AFFORGEN has established a two-year cycle for deployable units, with four six-month phases that include “reset” and training time. But Venable argued that the Air Force is not investing enough flight hours to properly train aircrews for the close-quarters combat they will face.
“The last time fighter pilots averaged 150 hours of flight time per year and more than two sorties per week was in 2015,” Venable wrote. The historical standard for the Air Force was 200 hours per year, three sorties per week.
The service’s flight hour budget has not increased proportionately to the rest of its budget, and the total number of flight hours has actually declined in recent years. If Airmen are not given adequate opportunities to prepare and train, Venable wrote, Aforgen is “nothing less than an attempt to change the conversation around readiness at perhaps the lowest level in Air Force history.”
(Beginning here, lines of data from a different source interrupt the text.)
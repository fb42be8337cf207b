// Copyright (C) 2026 Fred Clausen
// Use of this source code is governed by an MIT-style
// license that can be found in the LICENSE file or at
// https://opensource.org/licenses/MIT.

//! API request and response data transfer objects.
//!
//! Requests carry raw caller input (strings, numbers, optional fields) and
//! are validated by the handlers. Responses render every id as a decimal
//! string and every timestamp as RFC 3339 text.

use facilitydesk_domain::{
    Charge, Company, Invoice, InvoiceItem, JobRequest, Money, TaxRate, User, WorkOrder,
    WorkOrderComment, ZipCodeInput,
};
use serde::{Deserialize, Deserializer, Serialize};
use time::OffsetDateTime;
use time::format_description::well_known::Rfc3339;

use crate::auth::AuthenticatedPrincipal;
use crate::error::ApiError;

/// Deserializes a field that distinguishes "absent" from "explicitly null".
///
/// Used with `#[serde(default)]`: a missing key stays `None`, `null`
/// becomes `Some(None)`.
fn double_option<'de, T, D>(deserializer: D) -> Result<Option<Option<T>>, D::Error>
where
    T: Deserialize<'de>,
    D: Deserializer<'de>,
{
    Option::<T>::deserialize(deserializer).map(Some)
}

fn format_timestamp(value: OffsetDateTime) -> Result<String, ApiError> {
    value.format(&Rfc3339).map_err(|e| ApiError::Internal {
        message: format!("Failed to format timestamp: {e}"),
    })
}

fn format_optional_timestamp(value: Option<OffsetDateTime>) -> Result<Option<String>, ApiError> {
    value.map(format_timestamp).transpose()
}

// ============================================================================
// Companies
// ============================================================================

/// A company's primary contact as supplied by a caller.
#[derive(Debug, Clone, PartialEq, Eq, Serialize, Deserialize)]
pub struct PrimaryContactRequest {
    pub name: String,
    pub email: String,
    pub phone: String,
    pub title: String,
}

/// API request to create a company.
#[derive(Debug, Clone, PartialEq, Serialize, Deserialize)]
#[serde(rename_all = "camelCase")]
pub struct CreateCompanyRequest {
    pub company_name: String,
    #[serde(default)]
    pub website: Option<String>,
    pub address: String,
    pub city: String,
    pub state: String,
    pub zip_code: ZipCodeInput,
    pub primary_contact: PrimaryContactRequest,
    /// Defaults to `true`.
    #[serde(default)]
    pub is_active: Option<bool>,
}

/// A company's primary contact.
#[derive(Debug, Clone, PartialEq, Eq, Serialize, Deserialize)]
pub struct PrimaryContactInfo {
    pub name: String,
    pub email: String,
    pub phone: String,
    pub title: String,
}

/// API response describing a company.
#[derive(Debug, Clone, PartialEq, Eq, Serialize, Deserialize)]
#[serde(rename_all = "camelCase")]
pub struct CompanyInfo {
    pub id: String,
    pub company_name: String,
    pub website: String,
    pub address: String,
    pub city: String,
    pub state: String,
    pub zip_code: u32,
    pub primary_contact: PrimaryContactInfo,
    pub is_active: bool,
}

impl CompanyInfo {
    /// Renders a stored company.
    ///
    /// # Errors
    ///
    /// Returns an error if the company was never persisted.
    pub fn from_company(company: Company) -> Result<Self, ApiError> {
        let id = company.company_id.ok_or_else(|| ApiError::Internal {
            message: String::from("Company has no id"),
        })?;
        Ok(Self {
            id: id.to_string(),
            company_name: company.company_name,
            website: company.website,
            address: company.address,
            city: company.city,
            state: company.state,
            zip_code: company.zip_code,
            primary_contact: PrimaryContactInfo {
                name: company.primary_contact.name,
                email: company.primary_contact.email,
                phone: company.primary_contact.phone,
                title: company.primary_contact.title,
            },
            is_active: company.is_active,
        })
    }
}

// ============================================================================
// Users
// ============================================================================

/// API request to create a user without credentials.
#[derive(Debug, Clone, PartialEq, Eq, Serialize, Deserialize)]
#[serde(rename_all = "camelCase")]
pub struct CreateUserRequest {
    pub role: String,
    pub first_name: String,
    pub last_name: String,
    pub city: String,
    pub state: String,
    pub phone: String,
    pub skills: Vec<String>,
}
// Copyright (C) 2026 Fred Clausen
// Use of this source code is governed by an MIT-style
// license that can be found in the LICENSE file or at
// https://opensource.org/licenses/MIT.

#![deny(
    clippy::pedantic,
    clippy::cargo,
    clippy::nursery,
    clippy::style,
    clippy::correctness,
    clippy::all,
    clippy::suspicious,
    clippy::complexity,
    clippy::perf,
    clippy::unwrap_used,
    clippy::expect_used
)]

mod error;
mod invoice;
mod money;
mod types;
mod validation;

#[cfg(test)]
mod tests;

pub use error::DomainError;
pub use invoice::{InvoiceTotals, ItemInput, compute_totals, price_item};
pub use money::{Money, TaxRate};

// Re-export public types
pub use types::{
    Charge, Company, Invoice, InvoiceItem, InvoiceStatus, JobRequest, JobRequestStatus,
    PrimaryContact, Priority, RecordId, Role, User, WorkOrder, WorkOrderComment, WorkOrderStatus,
    ZipCodeInput,
};
pub use validation::{
    attachment_url, city_name, comment_shape, coordinate, date, email, identifier,
    invoice_status, job_request_status, login_email, money, non_empty_string, optional_string,
    password, person_name, phone, positive_integer, priority, role, skills, tax_rate, us_state,
    work_order_status, zip_code,
};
Aircraft material readiness is also declining, Venable asserted, with particularly low mission capability rates for F-22s and B-1s, further limiting the amount of time aircrews can fly to develop critical skills. It was pointed out that
The Air Force needs three active-duty squadrons to send two squadrons to the front lines, Venable wrote. That is why “until the end of the Cold War, the Air Force was organized using three squadron wings to handle the associated load.”
But that structure collapsed as the Air Force consolidated forces into fewer squadrons per wing and deployments changed to force packages of aircraft and personnel.
“We have deployed wings on Desert Storm,” Slife said at the AFA Air, Space and Cyber conference in September. “We will no longer deploy wings…we will deploy a custom-built collection of UTCs that have never trained together before arriving where the action takes place. It is an efficient operational method. It primarily operates in relatively uncontested environments where there is a large fixed operational base that is not susceptible to attack. That is not the world we live in anymore.”
Even now, Venable argued, the Air Force is struggling to meet its personnel requirements and is having to pull pilots and personnel from across the force. In the event of a new crisis with a near-peer competitor, the Air Force must spring into action and maintain a fast-paced operation.
Venable claims that this nearly wiped out the Air Force. “The Air Force does not have a fighter squadron with the level of readiness, capability and confidence necessary to take on our competitors, and readiness continues to decline,” Venable asserted. .
space force rising
Heritage magazine was less critical of the Space Force, raising its score from “weak” to “marginal”, a mid-range grade on a scale of 1 to 5.
Mr. Venable cited improvements across the board in USSF capabilities, capabilities, and readiness. “Capacity and capacity trend lines are improving rapidly, which could bode well for his service in 2024 and beyond,” he said.
The Space Force can meet global and strategic-level requirements for positioning, navigation, and timing (PNT). For communication. and for intelligence, surveillance, and reconnaissance (ISR). But more remains to be done to meet tactical and operational requirements, Venable said.
Such requirements are the focus of initiatives such as the Space Development Agency’s Proliferation Fighter Space Architecture. The architecture deploys hundreds of satellites in low-Earth orbit to provide missile warning and tracking, serving as the backbone of integrated all-domain command and control. However, full participation is still several years away.